Items listed in a dataset
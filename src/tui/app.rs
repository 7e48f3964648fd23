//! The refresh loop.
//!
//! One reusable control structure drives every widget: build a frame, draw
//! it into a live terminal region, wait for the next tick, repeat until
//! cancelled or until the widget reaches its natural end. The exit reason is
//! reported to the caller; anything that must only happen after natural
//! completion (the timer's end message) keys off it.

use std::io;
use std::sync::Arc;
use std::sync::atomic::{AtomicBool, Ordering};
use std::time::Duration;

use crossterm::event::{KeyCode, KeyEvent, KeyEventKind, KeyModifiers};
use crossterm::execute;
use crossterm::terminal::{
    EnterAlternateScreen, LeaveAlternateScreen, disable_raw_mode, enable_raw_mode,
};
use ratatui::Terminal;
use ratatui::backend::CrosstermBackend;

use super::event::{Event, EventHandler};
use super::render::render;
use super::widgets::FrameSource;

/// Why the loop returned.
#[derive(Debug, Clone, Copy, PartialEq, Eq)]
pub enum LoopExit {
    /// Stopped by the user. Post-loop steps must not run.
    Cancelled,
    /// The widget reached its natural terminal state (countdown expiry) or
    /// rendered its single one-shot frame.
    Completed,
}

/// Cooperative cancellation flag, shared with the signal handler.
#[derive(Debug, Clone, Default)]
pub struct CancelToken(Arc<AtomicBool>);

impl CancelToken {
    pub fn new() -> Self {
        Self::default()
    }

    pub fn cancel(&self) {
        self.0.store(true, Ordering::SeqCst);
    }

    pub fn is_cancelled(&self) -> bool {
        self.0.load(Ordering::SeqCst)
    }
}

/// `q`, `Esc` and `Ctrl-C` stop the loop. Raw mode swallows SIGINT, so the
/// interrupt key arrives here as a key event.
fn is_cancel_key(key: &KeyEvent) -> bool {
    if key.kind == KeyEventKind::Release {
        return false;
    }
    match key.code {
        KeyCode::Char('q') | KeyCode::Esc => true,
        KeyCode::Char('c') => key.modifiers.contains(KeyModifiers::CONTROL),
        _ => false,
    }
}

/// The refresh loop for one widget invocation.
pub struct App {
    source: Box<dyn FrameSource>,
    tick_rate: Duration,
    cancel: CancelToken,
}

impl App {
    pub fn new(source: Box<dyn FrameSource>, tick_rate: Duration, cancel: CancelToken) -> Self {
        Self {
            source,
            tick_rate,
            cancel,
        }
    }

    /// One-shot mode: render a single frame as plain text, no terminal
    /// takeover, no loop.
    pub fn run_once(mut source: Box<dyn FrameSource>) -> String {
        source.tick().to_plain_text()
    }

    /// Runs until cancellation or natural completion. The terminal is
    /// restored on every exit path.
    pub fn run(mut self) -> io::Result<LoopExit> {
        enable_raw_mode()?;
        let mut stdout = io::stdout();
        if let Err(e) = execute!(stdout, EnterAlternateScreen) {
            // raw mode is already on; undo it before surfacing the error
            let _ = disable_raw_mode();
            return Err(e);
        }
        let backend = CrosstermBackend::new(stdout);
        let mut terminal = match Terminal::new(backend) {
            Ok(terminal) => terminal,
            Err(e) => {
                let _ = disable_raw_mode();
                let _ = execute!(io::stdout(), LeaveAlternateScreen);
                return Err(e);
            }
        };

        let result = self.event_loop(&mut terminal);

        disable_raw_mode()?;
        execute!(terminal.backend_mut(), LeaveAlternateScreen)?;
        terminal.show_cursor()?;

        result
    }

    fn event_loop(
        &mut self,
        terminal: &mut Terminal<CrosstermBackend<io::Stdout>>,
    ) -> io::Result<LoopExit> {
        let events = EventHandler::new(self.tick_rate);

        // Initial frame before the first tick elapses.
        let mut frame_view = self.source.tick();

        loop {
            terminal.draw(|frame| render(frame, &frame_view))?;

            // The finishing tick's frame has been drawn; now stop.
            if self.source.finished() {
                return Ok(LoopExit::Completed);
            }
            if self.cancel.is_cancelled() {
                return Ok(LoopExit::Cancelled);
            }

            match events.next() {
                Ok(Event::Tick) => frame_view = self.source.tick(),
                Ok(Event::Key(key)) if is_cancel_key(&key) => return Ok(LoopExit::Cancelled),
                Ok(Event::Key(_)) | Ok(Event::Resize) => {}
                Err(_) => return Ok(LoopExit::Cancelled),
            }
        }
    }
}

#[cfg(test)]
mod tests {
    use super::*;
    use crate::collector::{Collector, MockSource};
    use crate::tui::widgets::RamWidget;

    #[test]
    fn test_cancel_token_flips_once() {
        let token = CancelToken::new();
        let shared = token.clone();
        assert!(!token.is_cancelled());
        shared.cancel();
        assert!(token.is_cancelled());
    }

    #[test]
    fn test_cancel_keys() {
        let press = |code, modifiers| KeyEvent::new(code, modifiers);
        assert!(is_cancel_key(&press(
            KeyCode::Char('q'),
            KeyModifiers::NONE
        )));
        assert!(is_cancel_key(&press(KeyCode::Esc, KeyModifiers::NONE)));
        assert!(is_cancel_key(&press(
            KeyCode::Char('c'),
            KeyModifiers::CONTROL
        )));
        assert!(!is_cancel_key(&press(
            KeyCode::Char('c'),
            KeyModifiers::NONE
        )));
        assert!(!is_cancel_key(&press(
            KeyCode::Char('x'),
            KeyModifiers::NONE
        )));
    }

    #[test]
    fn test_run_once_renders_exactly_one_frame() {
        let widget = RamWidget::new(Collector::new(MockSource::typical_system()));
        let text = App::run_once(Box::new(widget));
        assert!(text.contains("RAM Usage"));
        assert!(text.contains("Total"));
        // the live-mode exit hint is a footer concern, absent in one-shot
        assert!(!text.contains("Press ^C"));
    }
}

**What is being asked**
Return all lines from the data that include the string "live".

**Solution for this task**
//! it into a live terminal region, wait for the next tick, repeat until
        // the live-mode exit hint is a footer concern, absent in one-shot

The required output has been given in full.